### WORK REQUIRED
In the records below, some lines contain the word "tags". Copy each of them.

Records from a collection:

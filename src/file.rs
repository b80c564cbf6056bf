use std::{collections::BTreeMap, fs, io::Read, path::Path};

use crate::{
    blend,
    cel::{CelChunk, CelContent, ImageContent},
    chunk::{Chunk, ChunkKind},
    frame::Frame,
    header::{Header, HEADER_SIZE},
    layer::{self, LayerChunk, LayerType},
    metadata::Metadata,
    reader::AseReader,
    slice::Slice,
    tags::Tag,
    ColorPalette, PixelBucket, Result,
};
use log::{debug, warn};

/// A parsed Aseprite file.
///
/// The file is decoded once and never mutated afterwards. Every pixel query
/// allocates a fresh [PixelBucket].
#[derive(Debug, Clone)]
pub struct AsepriteFile {
    header: Header,
    frames: Vec<Frame>,
}

impl AsepriteFile {
    /// Load Aseprite file. Loads full file into memory.
    pub fn read_file(path: &Path) -> Result<Self> {
        let bytes = fs::read(path)?;
        Self::from_bytes(&bytes)
    }

    /// Load Aseprite file from any input that implements `std::io::Read`.
    ///
    /// The input is read to the end before decoding starts.
    pub fn read<R: Read>(mut input: R) -> Result<Self> {
        let mut bytes = Vec::new();
        input.read_to_end(&mut bytes)?;
        Self::from_bytes(&bytes)
    }

    /// Decode an in-memory file.
    ///
    /// Frames are read until the input is exhausted. If that number differs
    /// from the frame count in the header, a warning is logged and all frames
    /// found are kept.
    pub fn from_bytes(bytes: &[u8]) -> Result<Self> {
        let header = Header::parse(bytes)?;
        let body = &bytes[HEADER_SIZE..];
        let mut reader = AseReader::new(body);

        let mut frames = Vec::with_capacity(header.frames as usize);
        while (reader.position() as usize) < body.len() {
            let frame = Frame::read(&mut reader, header.color_depth)?;
            debug!(
                "Frame {}: {} bytes, {} chunks",
                frames.len(),
                frame.length(),
                frame.chunks_count()
            );
            frames.push(frame);
        }

        if frames.len() != header.frames as usize {
            warn!(
                "Header declares {} frames but {} were found",
                header.frames,
                frames.len()
            );
        }

        Ok(AsepriteFile { header, frames })
    }

    /// The file header.
    pub fn header(&self) -> &Header {
        &self.header
    }

    /// Width in pixels.
    pub fn width(&self) -> usize {
        self.header.width as usize
    }

    /// Height in pixels.
    pub fn height(&self) -> usize {
        self.header.height as usize
    }

    /// Width and height in pixels.
    pub fn size(&self) -> (usize, usize) {
        (self.width(), self.height())
    }

    /// Number of frames actually decoded.
    pub fn num_frames(&self) -> usize {
        self.frames.len()
    }

    /// All frames in order.
    pub fn frames(&self) -> &[Frame] {
        &self.frames
    }

    /// Access a frame by index.
    pub fn frame(&self, index: usize) -> Option<&Frame> {
        self.frames.get(index)
    }

    /// Every chunk of one kind across all frames, in stream order.
    pub fn chunks_of<T: ChunkKind>(&self) -> impl Iterator<Item = &T> + '_ {
        self.frames.iter().flat_map(|f| f.chunks_of::<T>())
    }

    /// All layers in document order. Layer indices used by cels refer to
    /// positions in this list.
    pub fn layers(&self) -> Vec<&LayerChunk> {
        self.chunks_of::<LayerChunk>().collect()
    }

    /// Number of layers.
    pub fn num_layers(&self) -> usize {
        self.chunks_of::<LayerChunk>().count()
    }

    /// Access a layer by index.
    pub fn layer(&self, index: usize) -> Option<&LayerChunk> {
        self.chunks_of::<LayerChunk>().nth(index)
    }

    /// Index of the first layer with the given name.
    pub fn layer_by_name(&self, name: &str) -> Option<usize> {
        self.chunks_of::<LayerChunk>().position(|l| l.name == name)
    }

    /// The first palette chunk of the file.
    pub fn palette(&self) -> Option<&ColorPalette> {
        self.chunks_of::<ColorPalette>().next()
    }

    /// All tags of all tag chunks, in order.
    pub fn tags(&self) -> Vec<&Tag> {
        self.frames
            .iter()
            .flat_map(|f| f.chunks())
            .filter_map(|chunk| match chunk {
                Chunk::FrameTags(tags) => Some(tags.iter()),
                _ => None,
            })
            .flatten()
            .collect()
    }

    /// Look up a tag by name. Returns the first match.
    pub fn tag_by_name(&self, name: &str) -> Option<&Tag> {
        self.tags().into_iter().find(|t| t.name == name)
    }

    /// All slices.
    pub fn slices(&self) -> Vec<&Slice> {
        self.chunks_of::<Slice>().collect()
    }

    /// The cel that owns the pixels shown by `cel`.
    ///
    /// Owned cels resolve to themselves. Linked cels are followed to the cel
    /// on the same layer in the referenced frame. Returns `None` (and logs a
    /// warning) if a link points at a frame without such a cel or if links
    /// form a cycle.
    pub fn resolve_cel<'a>(&'a self, cel: &'a CelChunk) -> Option<&'a CelChunk> {
        let mut current = cel;
        let mut visited: Vec<u16> = Vec::new();
        loop {
            let frame = match current.content {
                CelContent::Owned(_) => return Some(current),
                CelContent::Linked { frame } => frame,
            };
            if visited.contains(&frame) {
                warn!(
                    "Linked cels on layer {} form a cycle through frame {}",
                    cel.layer_index, frame
                );
                return None;
            }
            visited.push(frame);
            current = match self
                .frames
                .get(frame as usize)
                .and_then(|f| f.cel_for_layer(current.layer_index))
            {
                Some(target) => target,
                None => {
                    warn!(
                        "Linked cel on layer {} points at frame {} which has no cel for it",
                        cel.layer_index, frame
                    );
                    return None;
                }
            };
        }
    }

    /// Pixel data shown by `cel`, following links. Never copies.
    pub fn cel_image<'a>(&'a self, cel: &'a CelChunk) -> Option<&'a ImageContent> {
        self.resolve_cel(cel).and_then(CelChunk::image)
    }

    /// Render a single cel onto an empty canvas-sized bucket at its offset.
    /// Pixels outside the canvas are dropped.
    pub fn cel_pixels(&self, cel: &CelChunk) -> PixelBucket {
        let mut bucket = PixelBucket::new(self.width(), self.height());
        let image = match self.cel_image(cel) {
            Some(image) => image,
            None => return bucket,
        };
        let palette = self.palette();
        let (canvas_w, canvas_h) = (self.width() as i32, self.height() as i32);
        let (x0, y0) = (cel.x as i32, cel.y as i32);
        let width = image.width as i32;

        for y in y0..y0 + image.height as i32 {
            if y < 0 || y >= canvas_h {
                continue;
            }
            for x in x0..x0 + width {
                if x < 0 || x >= canvas_w {
                    continue;
                }
                let idx = (y - y0) as usize * width as usize + (x - x0) as usize;
                bucket.set_pixel(x as usize, y as usize, image.pixels.color(idx, palette));
            }
        }
        bucket
    }

    /// Composite all visible layers of a frame.
    ///
    /// Cels are blended bottom to top by layer index. Cels on metadata
    /// layers (`@` prefix), group layers and layers hidden directly or
    /// through an ancestor are skipped. The effective opacity of a cel is the
    /// smaller of the layer and cel opacity.
    ///
    /// # Panics
    ///
    /// Panics if `index` is not a valid frame index.
    pub fn frame_pixels(&self, index: usize) -> PixelBucket {
        let frame = &self.frames[index];
        let layers = self.layers();
        let mut canvas = PixelBucket::new(self.width(), self.height());

        let mut cels: Vec<&CelChunk> = frame.chunks_of::<CelChunk>().collect();
        cels.sort_by_key(|cel| cel.layer_index);

        for cel in cels {
            let layer_index = cel.layer_index as usize;
            let layer = match layers.get(layer_index) {
                Some(layer) => layer,
                None => {
                    warn!(
                        "Frame {}: cel references missing layer {}",
                        index, layer_index
                    );
                    continue;
                }
            };
            if layer.is_metadata()
                || layer.layer_type == LayerType::Group
                || !layer::effective_visibility(&layers, layer_index)
            {
                continue;
            }
            let cel_pixels = self.cel_pixels(cel);
            blend::blend_buckets(
                layer.blend_mode,
                &mut canvas,
                &cel_pixels,
                effective_opacity(layer, cel),
            );
        }

        canvas.name = index.to_string();
        canvas
    }

    /// Composite every frame, see [AsepriteFile::frame_pixels].
    pub fn frames_pixels(&self) -> Vec<PixelBucket> {
        (0..self.frames.len()).map(|i| self.frame_pixels(i)).collect()
    }

    /// One canvas-sized bucket per cel of a single layer, unblended.
    ///
    /// Buckets are named `{layer name}_{frame index}`. With `force_visible`
    /// the layer's own visible flag is ignored, but a hidden ancestor group
    /// still hides it. Group layers never produce pixels.
    pub fn layer_pixels(&self, layer_index: usize, force_visible: bool) -> Vec<PixelBucket> {
        let layers = self.layers();
        let layer = match layers.get(layer_index) {
            Some(layer) => *layer,
            None => return Vec::new(),
        };
        if layer.layer_type == LayerType::Group {
            return Vec::new();
        }
        let own_visible = force_visible || layer.is_visible();
        let ancestors_visible = match layer::parent_index(&layers, layer_index) {
            Some(parent) => layer::effective_visibility(&layers, parent),
            None => true,
        };
        if !(own_visible && ancestors_visible) {
            return Vec::new();
        }

        let mut result = Vec::new();
        for (frame_index, frame) in self.frames.iter().enumerate() {
            for cel in frame
                .chunks_of::<CelChunk>()
                .filter(|c| c.layer_index as usize == layer_index)
            {
                let mut bucket = self.cel_pixels(cel);
                bucket.name = format!("{}_{}", layer.name, frame_index);
                result.push(bucket);
            }
        }
        result
    }

    /// [AsepriteFile::layer_pixels] for every layer, concatenated in layer
    /// order.
    pub fn layers_as_frames(&self) -> Vec<PixelBucket> {
        (0..self.num_layers())
            .flat_map(|i| self.layer_pixels(i, false))
            .collect()
    }

    /// Every composited frame laid out left to right in a single row.
    pub fn texture_pixels(&self) -> PixelBucket {
        let (width, height) = self.size();
        let frames = self.frames_pixels();
        let mut strip = PixelBucket::new(width * frames.len(), height);
        // one row, counted from the bottom
        let y = strip.height() - height;
        for (col, frame) in frames.iter().enumerate() {
            strip.blit(frame, col * width, y);
        }
        strip
    }

    /// Collect metadata layers and, per frame, the average position of their
    /// pixels.
    ///
    /// Positions are measured with Y pointing up, relative to `pivot` (given
    /// as a fraction of the canvas size), and scaled by `pixels_per_unit`.
    /// Only pixels with alpha above 0.1 count. Frames where a metadata layer
    /// has no such pixel get no entry.
    pub fn metadata(&self, pivot: [f32; 2], pixels_per_unit: u32) -> Vec<Metadata> {
        let layers = self.layers();
        let ppu = pixels_per_unit.max(1) as f32;
        let (width, height) = (self.width() as f32, self.height() as f32);
        let pivot_px = [pivot[0] * width, pivot[1] * height];
        let mut found: BTreeMap<usize, Metadata> = BTreeMap::new();

        for (frame_index, frame) in self.frames.iter().enumerate() {
            let mut cels: Vec<&CelChunk> = frame.chunks_of::<CelChunk>().collect();
            cels.sort_by_key(|cel| cel.layer_index);

            for cel in cels {
                let layer_index = cel.layer_index as usize;
                let layer = match layers.get(layer_index) {
                    Some(layer) if layer.is_metadata() => layer,
                    _ => continue,
                };
                let metadata = found
                    .entry(layer_index)
                    .or_insert_with(|| Metadata::new(&layer.name, layer_index));

                if let Some(center) = self.cel_centroid(cel) {
                    let pos = [
                        (center[0] - pivot_px[0]) / ppu + 0.5 / ppu,
                        (center[1] - pivot_px[1]) / ppu + 0.5 / ppu,
                    ];
                    metadata.transforms.insert(frame_index, pos);
                }
            }
        }

        found.into_values().collect()
    }

    // Average Y-up canvas position of the cel's pixels with alpha > 0.1.
    fn cel_centroid(&self, cel: &CelChunk) -> Option<[f32; 2]> {
        let image = self.cel_image(cel)?;
        let palette = self.palette();
        let height = self.height() as i32;
        let mut sum = [0.0_f32; 2];
        let mut count = 0_u32;

        for y in 0..image.height as i32 {
            for x in 0..image.width as i32 {
                let idx = y as usize * image.width as usize + x as usize;
                if image.pixels.color(idx, palette).a > 0.1 {
                    sum[0] += (cel.x as i32 + x) as f32;
                    sum[1] += (height - 1 - (cel.y as i32 + y)) as f32;
                    count += 1;
                }
            }
        }

        if count == 0 {
            return None;
        }
        Some([sum[0] / count as f32, sum[1] / count as f32])
    }
}

fn effective_opacity(layer: &LayerChunk, cel: &CelChunk) -> f32 {
    let layer_opacity = layer.opacity as f32 / 255.0;
    let cel_opacity = cel.opacity as f32 / 255.0;
    layer_opacity.min(cel_opacity)
}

### TASK ANSWER
    tags::Tag,
    /// All tags of all tag chunks, in order.
    pub fn tags(&self) -> Vec<&Tag> {
                Chunk::FrameTags(tags) => Some(tags.iter()),
        self.tags().into_iter().find(|t| t.name == name)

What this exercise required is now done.